Your answer must contain only the lines from the one containing "status: value_status(v), ..a" through the end of the entries below, reproduced character for character.

━━ Available data ━━

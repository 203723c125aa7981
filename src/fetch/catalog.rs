//! Static per-entity field catalogs.
//!
//! Each catalog maps the logical field names callers use (`ksName`,
//! `campaignId`) to a physical column and a pure applier that copies a raw
//! column value onto a partially built entity. Catalog order is the
//! projection order.

use std::fmt;

use chrono::NaiveDateTime;
use serde_json::Value;

use crate::database::models::{AdGroup, Campaign};
use crate::types::{EntityKind, Status, Table};

/// Logical name of the identity field in every catalog
pub const ID_FIELD: &str = "id";

/// Text form of timestamp values in raw rows and in filter comparisons
pub const TIMESTAMP_FORMAT: &str = "%Y-%m-%dT%H:%M:%S%.6f";

/// Postgres `to_char` pattern producing the same text as [`TIMESTAMP_FORMAT`]
pub const PG_TIMESTAMP_FORMAT: &str = "YYYY-MM-DD\"T\"HH24:MI:SS.US";

#[derive(Debug, Clone, Copy, PartialEq, Eq, Hash)]
pub enum ColumnType {
    BigInt,
    Text,
    Timestamp,
}

/// Physical column reference
#[derive(Debug, Clone, Copy, PartialEq, Eq, Hash)]
pub struct Column {
    pub table: Table,
    pub name: &'static str,
    pub kind: ColumnType,
}

impl Column {
    pub const fn new(table: Table, name: &'static str, kind: ColumnType) -> Self {
        Self { table, name, kind }
    }

    /// `"ad_group"."status"`
    pub fn qualified(&self) -> String {
        format!("\"{}\".\"{}\"", self.table.name(), self.name)
    }

    /// Result-set alias that stays unique across both joined tables
    pub fn alias(&self) -> String {
        format!("{}__{}", self.table.name(), self.name)
    }
}

/// (logical name, column, applier) triple
pub struct FieldDescriptor<E> {
    pub name: &'static str,
    pub column: Column,
    pub apply: fn(E, &Value) -> E,
}

impl<E> fmt::Debug for FieldDescriptor<E> {
    fn fmt(&self, f: &mut fmt::Formatter<'_>) -> fmt::Result {
        f.debug_struct("FieldDescriptor")
            .field("name", &self.name)
            .field("column", &self.column.qualified())
            .finish()
    }
}

/// Entities that have a catalog
pub trait Entity: Default + Sized + 'static {
    const KIND: EntityKind;

    fn catalog() -> &'static [FieldDescriptor<Self>];
}

/// Resolve logical names against the catalog of `E`.
/// Unknown names are dropped; the identity field is always present; output
/// follows catalog order.
pub fn resolve<E: Entity>(names: &[String]) -> Vec<&'static FieldDescriptor<E>> {
    E::catalog()
        .iter()
        .filter(|field| field.name == ID_FIELD || names.iter().any(|n| n == field.name))
        .collect()
}

impl EntityKind {
    /// Column behind a logical field name of this entity, if any
    pub fn column_for(&self, name: &str) -> Option<Column> {
        match self {
            EntityKind::Campaign => find_column(Campaign::catalog(), name),
            EntityKind::AdGroup => find_column(AdGroup::catalog(), name),
        }
    }

    /// Column behind the identity field
    pub fn id_column(&self) -> Column {
        match self {
            EntityKind::Campaign => columns::CAMPAIGN_ID,
            EntityKind::AdGroup => columns::AD_GROUP_ID,
        }
    }

    /// Every logical field name of this entity, in catalog order
    pub fn field_names(&self) -> Vec<&'static str> {
        match self {
            EntityKind::Campaign => Campaign::catalog().iter().map(|f| f.name).collect(),
            EntityKind::AdGroup => AdGroup::catalog().iter().map(|f| f.name).collect(),
        }
    }
}

fn find_column<E>(catalog: &'static [FieldDescriptor<E>], name: &str) -> Option<Column> {
    catalog.iter().find(|field| field.name == name).map(|field| field.column)
}

pub mod columns {
    use super::{Column, ColumnType};
    use crate::types::Table;

    pub const CAMPAIGN_ID: Column = Column::new(Table::Campaign, "id", ColumnType::BigInt);
    pub const CAMPAIGN_NAME: Column = Column::new(Table::Campaign, "name", ColumnType::Text);
    pub const CAMPAIGN_KS_NAME: Column = Column::new(Table::Campaign, "ks_name", ColumnType::Text);
    pub const CAMPAIGN_STATUS: Column = Column::new(Table::Campaign, "status", ColumnType::Text);
    pub const CAMPAIGN_CREATE_DATE: Column = Column::new(Table::Campaign, "create_date", ColumnType::Timestamp);
    pub const CAMPAIGN_LAST_UPDATED: Column = Column::new(Table::Campaign, "last_updated", ColumnType::Timestamp);

    pub const AD_GROUP_ID: Column = Column::new(Table::AdGroup, "id", ColumnType::BigInt);
    pub const AD_GROUP_CAMPAIGN_ID: Column = Column::new(Table::AdGroup, "campaign_id", ColumnType::BigInt);
    pub const AD_GROUP_NAME: Column = Column::new(Table::AdGroup, "name", ColumnType::Text);
    pub const AD_GROUP_STATUS: Column = Column::new(Table::AdGroup, "status", ColumnType::Text);
    pub const AD_GROUP_CREATE_DATE: Column = Column::new(Table::AdGroup, "create_date", ColumnType::Timestamp);
    pub const AD_GROUP_LAST_UPDATED: Column = Column::new(Table::AdGroup, "last_updated", ColumnType::Timestamp);
}

static CAMPAIGN_FIELDS: [FieldDescriptor<Campaign>; 6] = [
    FieldDescriptor { name: ID_FIELD, column: columns::CAMPAIGN_ID, apply: campaign_id },
    FieldDescriptor { name: "name", column: columns::CAMPAIGN_NAME, apply: campaign_name },
    FieldDescriptor { name: "ksName", column: columns::CAMPAIGN_KS_NAME, apply: campaign_ks_name },
    FieldDescriptor { name: "status", column: columns::CAMPAIGN_STATUS, apply: campaign_status },
    FieldDescriptor { name: "createDate", column: columns::CAMPAIGN_CREATE_DATE, apply: campaign_create_date },
    FieldDescriptor { name: "lastUpdated", column: columns::CAMPAIGN_LAST_UPDATED, apply: campaign_last_updated },
];

static AD_GROUP_FIELDS: [FieldDescriptor<AdGroup>; 6] = [
    FieldDescriptor { name: ID_FIELD, column: columns::AD_GROUP_ID, apply: ad_group_id },
    FieldDescriptor { name: "campaignId", column: columns::AD_GROUP_CAMPAIGN_ID, apply: ad_group_campaign_id },
    FieldDescriptor { name: "name", column: columns::AD_GROUP_NAME, apply: ad_group_name },
    FieldDescriptor { name: "status", column: columns::AD_GROUP_STATUS, apply: ad_group_status },
    FieldDescriptor { name: "createDate", column: columns::AD_GROUP_CREATE_DATE, apply: ad_group_create_date },
    FieldDescriptor { name: "lastUpdated", column: columns::AD_GROUP_LAST_UPDATED, apply: ad_group_last_updated },
];

impl Entity for Campaign {
    const KIND: EntityKind = EntityKind::Campaign;

    fn catalog() -> &'static [FieldDescriptor<Self>] {
        &CAMPAIGN_FIELDS
    }
}

impl Entity for AdGroup {
    const KIND: EntityKind = EntityKind::AdGroup;

    fn catalog() -> &'static [FieldDescriptor<Self>] {
        &AD_GROUP_FIELDS
    }
}

// Raw value decoding shared by the appliers. Null or undecodable values leave the field unset.

pub fn value_i64(value: &Value) -> Option<i64> {
    match value {
        Value::Number(n) => n.as_i64(),
        Value::String(s) => s.parse().ok(),
        _ => None,
    }
}

fn value_string(value: &Value) -> Option<String> {
    match value {
        Value::Null => None,
        Value::String(s) => Some(s.clone()),
        other => Some(other.to_string()),
    }
}

fn value_status(value: &Value) -> Option<Status> {
    let status: Option<Status> = value.as_str()?.parse().ok();
    if status.is_none() {
        tracing::warn!("Ignoring unrecognised status value: {}", value);
    }
    status
}

fn value_timestamp(value: &Value) -> Option<NaiveDateTime> {
    value
        .as_str()
        .and_then(|s| NaiveDateTime::parse_from_str(s, TIMESTAMP_FORMAT).ok())
}

fn campaign_id(c: Campaign, v: &Value) -> Campaign {
    Campaign { id: value_i64(v), ..c }
}

fn campaign_name(c: Campaign, v: &Value) -> Campaign {
    Campaign { name: value_string(v), ..c }
}

fn campaign_ks_name(c: Campaign, v: &Value) -> Campaign {
    Campaign { ks_name: value_string(v), ..c }
}

fn campaign_status(c: Campaign, v: &Value) -> Campaign {
    Campaign { status: value_status(v), ..c }
}

fn campaign_create_date(c: Campaign, v: &Value) -> Campaign {
    Campaign { create_date: value_timestamp(v), ..c }
}

fn campaign_last_updated(c: Campaign, v: &Value) -> Campaign {
    Campaign { last_updated: value_timestamp(v), ..c }
}

fn ad_group_id(a: AdGroup, v: &Value) -> AdGroup {
    AdGroup { id: value_i64(v), ..a }
}

fn ad_group_campaign_id(a: AdGroup, v: &Value) -> AdGroup {
    AdGroup { campaign_id: value_i64(v), ..a }
}

fn ad_group_name(a: AdGroup, v: &Value) -> AdGroup {
    AdGroup { name: value_string(v), ..a }
}

fn ad_group_status(a: AdGroup, v: &Value) -> AdGroup {
    AdGroup { status: value_status(v), ..a }
}

fn ad_group_create_date(a: AdGroup, v: &Value) -> AdGroup {
    AdGroup { create_date: value_timestamp(v), ..a }
}

fn ad_group_last_updated(a: AdGroup, v: &Value) -> AdGroup {
    AdGroup { last_updated: value_timestamp(v), ..a }
}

━━━

### [Response box]
    AdGroup { status: value_status(v), ..a }
}

fn ad_group_create_date(a: AdGroup, v: &Value) -> AdGroup {
    AdGroup { create_date: value_timestamp(v), ..a }
}

fn ad_group_last_updated(a: AdGroup, v: &Value) -> AdGroup {
    AdGroup { last_updated: value_timestamp(v), ..a }
}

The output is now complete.